そうだ、おばあさんは子供のころ神社の巫女をしていたと言っていた。
手がかりが見つかったかもしれない、僕は幕臣の人に頼んだ。
「雲丹母俱神宮の跡地前でこれと同じぬいぐるみを売っているおばあさんを連れて来てください」
深夜の学校におばあさんと50代半ばぐらいの男性がやってきた。
老婆は「私は雲丹母俱神宮の巫女だった榊時子と申します」初老の男性は「私は雲丹母俱神宮の神宮衛士長だった近衛権之兵衛の息子で近衛守と申します」と自己紹介した。
事情を話すと二人は雲丹母俱神宮には秘密の御神体を隠してある隠し本殿があり、自分達はその管理人として長年守ってきたと教えてくれた。
言い伝えでは永禄5年から460年後まで守るように伝えられていた、ちょうど今年が460年目にあたるので、最後のお役目になるのかと思っていたそうで、引き取り手が現れたことを天啓だと思ってくれた。
時子さんと守さんは僕たちを神宮跡地から西へ向かった山の中腹にある洞窟に案内した。
そこが雲丹母俱神宮の隠し本殿だった。
ここには400年以上前から秘密のご神体、霊獣雲丹母俱が保存されていた。
あの日、二人が乗って過去へ行ったトラックだった。
保存状態は思っていた以上に良い、神職に伝わる秘儀といって年二回のメンテナンスを欠かさないようにしていたそうだ。

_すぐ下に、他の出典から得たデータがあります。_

//! End-to-end shading scenarios.

use lumen_core::{Material, Scene};
use lumen_math::{Color, Ray, Vec3};
use lumen_renderer::{RayTracer, RenderConfig};

fn no_photons() -> RenderConfig {
    RenderConfig {
        photon_count: 0,
        ..Default::default()
    }
}

#[test]
fn reflective_sphere_at_depth_zero_shows_only_direct_light() {
    let mut scene = Scene::new("mirror");
    let mirror = Material::diffuse(Color::splat(0.5), 0.0).with_reflectivity(1.0);
    scene.add_sphere(Vec3::ZERO, 1.0, mirror);
    scene.add_point_light(Vec3::new(0.0, 0.0, 10.0), Color::ONE);

    let shallow = RayTracer::new(&scene, RenderConfig { max_depth: 0, ..no_photons() });
    let deep = RayTracer::new(&scene, RenderConfig { max_depth: 3, ..no_photons() });

    // Head-on: Lambert term is cos(0) * light * material
    let ray = Ray::new(Vec3::new(0.0, 0.0, 5.0), Vec3::NEG_Z);
    let color = shallow.trace(&ray, 0, 1.0);
    assert!((color - Color::splat(0.5)).length() < 1e-4);

    // With recursion the reflected ray escapes and sees nothing at depth 1
    let reflected = deep.trace(&ray, 0, 1.0);
    assert!((reflected - color).length() < 1e-4);
}

#[test]
fn throughput_below_threshold_returns_black() {
    let mut scene = Scene::new("one");
    scene.add_sphere(Vec3::ZERO, 1.0, Material::default());
    scene.add_point_light(Vec3::new(0.0, 0.0, 10.0), Color::ONE);
    let tracer = RayTracer::new(&scene, no_photons());

    let ray = Ray::new(Vec3::new(0.0, 0.0, 5.0), Vec3::NEG_Z);
    assert_eq!(tracer.trace(&ray, 0, 0.001), Color::ZERO);
    assert!(tracer.trace(&ray, 0, 1.0).length() > 0.0);
}

#[test]
fn facing_mirrors_terminate() {
    let mut scene = Scene::new("hall of mirrors");
    let mirror = Material::diffuse(Color::ONE, 0.0).with_reflectivity(1.0);
    scene.add_plane(Vec3::Z, Vec3::new(0.0, 0.0, -2.0), mirror).unwrap();
    scene.add_plane(Vec3::NEG_Z, Vec3::new(0.0, 0.0, 2.0), mirror).unwrap();
    scene.add_point_light(Vec3::ZERO, Color::ONE);

    let tracer = RayTracer::new(&scene, RenderConfig { max_depth: 8, ..no_photons() });
    let color = tracer.trace(&Ray::new(Vec3::ZERO, Vec3::NEG_Z), 0, 1.0);
    // Each bounce adds one unit of direct light, bounded by the depth limit
    assert!(color.x > 1.0 && color.x <= 9.0 + 1e-3);
}

#[test]
fn photons_brighten_shadowed_floor() {
    let mut scene = Scene::new("bounce");
    let white = Material::diffuse(Color::ONE, 1.0);
    scene.add_plane(Vec3::Y, Vec3::ZERO, white).unwrap();
    scene.add_sphere(Vec3::new(0.0, 1.5, 0.0), 1.0, white);
    scene.add_sphere(Vec3::new(3.0, 1.0, 0.0), 1.0, white);
    scene.add_point_light(Vec3::new(0.0, 8.0, 0.0), Color::ONE);

    let config = RenderConfig {
        photon_count: 20_000,
        gather_radius: 0.5,
        ..Default::default()
    };
    let tracer = RayTracer::new(&scene, config);
    assert_eq!(tracer.emission_stats().stored, 20_000);

    // Straight down under the first sphere: no direct light reaches here
    let under = Vec3::new(0.0, 0.0, 0.0);
    assert_eq!(tracer.direct(under, Vec3::NEG_Y, Vec3::Y, &white), Color::ZERO);
    assert!(tracer.indirect(under, Vec3::Y).x > 0.0);
}
//! Point and area lights.
//!
//! The renderer only knows point lights. An area light is a disc that is
//! expanded up front into many dim point lights.

use lumen_math::{power, Color, Quat, Vec3};

/// Angle between successive samples of the disc spiral (radians).
const GOLDEN_ANGLE: f32 = 2.399963;

/// An isotropic point light.
#[derive(Debug, Clone, Copy, PartialEq)]
pub struct PointLight {
    pub position: Vec3,
    pub color: Color,
    /// Average of the color channels; drives photon allocation
    pub power: f32,
}

impl PointLight {
    pub fn new(position: Vec3, color: Color) -> Self {
        Self {
            position,
            color,
            power: power(color),
        }
    }
}

/// A disc light approximated by point lights on a golden-angle spiral.
#[derive(Debug, Clone)]
pub struct AreaLight {
    pub position: Vec3,
    pub normal: Vec3,
    pub radius: f32,
    pub color: Color,
    points: Vec<PointLight>,
}

impl AreaLight {
    /// Distribute `n_points` lights over a disc of `radius` facing `normal`.
    ///
    /// Each point carries `color / n_points`, so the total power matches a
    /// single light of `color`.
    pub fn new(position: Vec3, normal: Vec3, radius: f32, color: Color, n_points: u32) -> Self {
        let normal = normal.normalize_or_zero();
        let rotation = if normal == Vec3::ZERO {
            Quat::IDENTITY
        } else {
            Quat::from_rotation_arc(Vec3::Z, normal)
        };

        let n = n_points.max(1);
        let point_color = color / n as f32;
        let points = (0..n)
            .map(|i| {
                let theta = i as f32 * GOLDEN_ANGLE;
                let r = radius * (i as f32 / n as f32).sqrt();
                let local = Vec3::new(r * theta.cos(), r * theta.sin(), 0.0);
                PointLight::new(rotation * local + position, point_color)
            })
            .collect();

        Self {
            position,
            normal,
            radius,
            color,
            points,
        }
    }

    /// The point lights this area light expands into.
    pub fn points(&self) -> &[PointLight] {
        &self.points
    }
}

#[cfg(test)]
mod tests {
    use super::*;

    #[test]
    fn test_point_light_power() {
        let light = PointLight::new(Vec3::ZERO, Color::new(1.0, 0.5, 0.0));
        assert!((light.power - 0.5).abs() < 1e-6);
    }

    #[test]
    fn test_area_light_splits_power() {
        let area = AreaLight::new(Vec3::ZERO, Vec3::Y, 2.0, Color::ONE, 64);
        assert_eq!(area.points().len(), 64);

        let total: f32 = area.points().iter().map(|p| p.power).sum();
        assert!((total - 1.0).abs() < 1e-4);
    }

    #[test]
    fn test_area_light_points_lie_on_disc() {
        let center = Vec3::new(1.0, 2.0, 3.0);
        let normal = Vec3::new(1.0, 1.0, 0.0).normalize();
        let area = AreaLight::new(center, normal, 1.5, Color::ONE, 32);

        for p in area.points() {
            let offset = p.position - center;
            assert!(offset.dot(normal).abs() < 1e-4, "point off the disc plane");
            assert!(offset.length() <= 1.5 + 1e-4);
        }
        // First spiral point sits at the center
        assert!((area.points()[0].position - center).length() < 1e-5);
    }
}
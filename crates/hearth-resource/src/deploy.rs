use crate::{Bundle, DeployError};
use std::fs;
use std::io::{ErrorKind, Write};
use std::path::{Path, PathBuf};
use tempfile::NamedTempFile;
use tracing::{debug, info, warn};

/// Result of staging a single default file.
#[derive(Debug, Clone, PartialEq, Eq)]
pub enum DeployOutcome {
    /// The bundled default was written to this path.
    Deployed(PathBuf),
    /// A file already existed at this path and was left untouched.
    AlreadyPresent(PathBuf),
}

impl DeployOutcome {
    pub fn path(&self) -> &Path {
        match self {
            DeployOutcome::Deployed(p) | DeployOutcome::AlreadyPresent(p) => p,
        }
    }

    pub fn was_deployed(&self) -> bool {
        matches!(self, DeployOutcome::Deployed(_))
    }
}

/// Copies bundled defaults into a directory, never replacing existing files.
#[derive(Debug, Clone, Copy, Default)]
pub struct DefaultFileDeployer {
    bundle: Bundle,
}

impl DefaultFileDeployer {
    pub fn new(bundle: Bundle) -> Self {
        Self { bundle }
    }

    pub fn deploy(&self, dest_dir: &Path, name: &str) -> Result<DeployOutcome, DeployError> {
        if !dest_dir.is_dir() {
            if let Err(e) = fs::create_dir_all(dest_dir) {
                warn!(
                    "unable to create {} for {name}, deployment may fail: {e}",
                    dest_dir.display()
                );
            }
        }

        let dest = dest_dir.join(name);
        if dest.exists() {
            debug!("{} already present, leaving it alone", dest.display());
            return Ok(DeployOutcome::AlreadyPresent(dest));
        }

        let contents = self
            .bundle
            .get(name)
            .ok_or_else(|| DeployError::MissingDefault(name.to_owned()))?;

        // The temp file is removed on drop if any step below fails.
        let copy_err = |source| DeployError::Copy {
            path: dest.clone(),
            source,
        };
        let mut tmp = NamedTempFile::new_in(dest_dir).map_err(copy_err)?;
        tmp.write_all(contents).map_err(copy_err)?;
        tmp.as_file().sync_all().map_err(copy_err)?;

        match tmp.persist_noclobber(&dest) {
            Ok(_) => {}
            Err(e) if e.error.kind() == ErrorKind::AlreadyExists => {
                debug!("{} appeared during deployment, keeping it", dest.display());
                return Ok(DeployOutcome::AlreadyPresent(dest));
            }
            Err(e) => return Err(copy_err(e.error)),
        }

        info!("deployed default {name} to {}", dest.display());
        Ok(DeployOutcome::Deployed(dest))
    }

    /// Deploy several defaults into the same directory, stopping at the first error.
    pub fn deploy_all(
        &self,
        dest_dir: &Path,
        names: &[&str],
    ) -> Result<Vec<DeployOutcome>, DeployError> {
        names
            .iter()
            .map(|name| self.deploy(dest_dir, name))
            .collect()
    }
}

#[cfg(test)]
mod tests {
    use super::*;

    #[test]
    fn creates_missing_directory_and_writes_default() {
        let dir = tempfile::tempdir().unwrap();
        let home = dir.path().join("solr").join("home");
        let deployer = DefaultFileDeployer::default();

        let outcome = deployer.deploy(&home, "solr.xml").unwrap();
        assert!(outcome.was_deployed());
        assert!(home.is_dir());
        assert_eq!(
            fs::read(home.join("solr.xml")).unwrap(),
            Bundle::defaults().get("solr.xml").unwrap()
        );
    }

    #[test]
    fn second_deploy_is_a_no_op() {
        let dir = tempfile::tempdir().unwrap();
        let deployer = DefaultFileDeployer::default();

        let first = deployer.deploy(dir.path(), "solr.xml").unwrap();
        assert!(first.was_deployed());
        let modified = fs::metadata(first.path()).unwrap().modified().unwrap();

        let second = deployer.deploy(dir.path(), "solr.xml").unwrap();
        assert_eq!(second, DeployOutcome::AlreadyPresent(dir.path().join("solr.xml")));
        assert_eq!(
            fs::metadata(second.path()).unwrap().modified().unwrap(),
            modified
        );
        assert_eq!(
            fs::read(second.path()).unwrap(),
            Bundle::defaults().get("solr.xml").unwrap()
        );
    }

    #[test]
    fn existing_customization_is_preserved() {
        let dir = tempfile::tempdir().unwrap();
        let dest = dir.path().join("solr.xml");
        fs::write(&dest, "<solr persistent=\"true\"/>").unwrap();

        let outcome = DefaultFileDeployer::default()
            .deploy(dir.path(), "solr.xml")
            .unwrap();
        assert!(!outcome.was_deployed());
        assert_eq!(
            fs::read_to_string(&dest).unwrap(),
            "<solr persistent=\"true\"/>"
        );
    }

    #[test]
    fn unknown_default_is_an_error() {
        let dir = tempfile::tempdir().unwrap();
        let err = DefaultFileDeployer::default()
            .deploy(dir.path(), "elevate.xml")
            .unwrap_err();
        assert!(matches!(err, DeployError::MissingDefault(n) if n == "elevate.xml"));
        assert!(!dir.path().join("elevate.xml").exists());
    }

    #[test]
    fn no_temp_files_left_behind() {
        let dir = tempfile::tempdir().unwrap();
        DefaultFileDeployer::default()
            .deploy(dir.path(), "schema.xml")
            .unwrap();

        let entries: Vec<_> = fs::read_dir(dir.path())
            .unwrap()
            .map(|e| e.unwrap().file_name().to_string_lossy().into_owned())
            .collect();
        assert_eq!(entries, vec!["schema.xml"]);
    }

    #[test]
    fn deploy_all_reports_each_outcome() {
        let dir = tempfile::tempdir().unwrap();
        fs::write(dir.path().join("schema.xml"), "<schema/>").unwrap();

        let outcomes = DefaultFileDeployer::default()
            .deploy_all(dir.path(), &["solr.xml", "schema.xml"])
            .unwrap();
        assert!(outcomes[0].was_deployed());
        assert!(!outcomes[1].was_deployed());
    }
}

しかも、外観にも中にも錆らしい物が見当たらない、460年も経過しているとは思えないほど良好な状態だ。
時子さんは「雲丹母俱様が錆びないようにずっと秘伝の清めの塩を欠かしませんでした」と神殿の四隅にある小皿に盛られた白い粉を指さした。
僕は「秘伝の清めのしおじゃなくて清めのえん?」と聞き返した。
はい、これが秘伝の清めの塩の製法ですと守さんが古文書を出してきた。
秘伝書には「ジシクロヘキシルアミン亜硝酸塩」と書かれていた、これって気化防錆剤じゃないか、確かに錆びないわ…
これは確かに化学的には「しお」じゃなくて「えん」で間違いない…
意外なほど科学的な神職だったことに驚いた。
僕の仮説通り、久保田と北城はタイムマシーンを動態保存していた。
そして、タイムマシーンの存在を自分たちの子孫である三大公家に伝えずに独立した神社に管理させていた理由もなんとなく推測できる。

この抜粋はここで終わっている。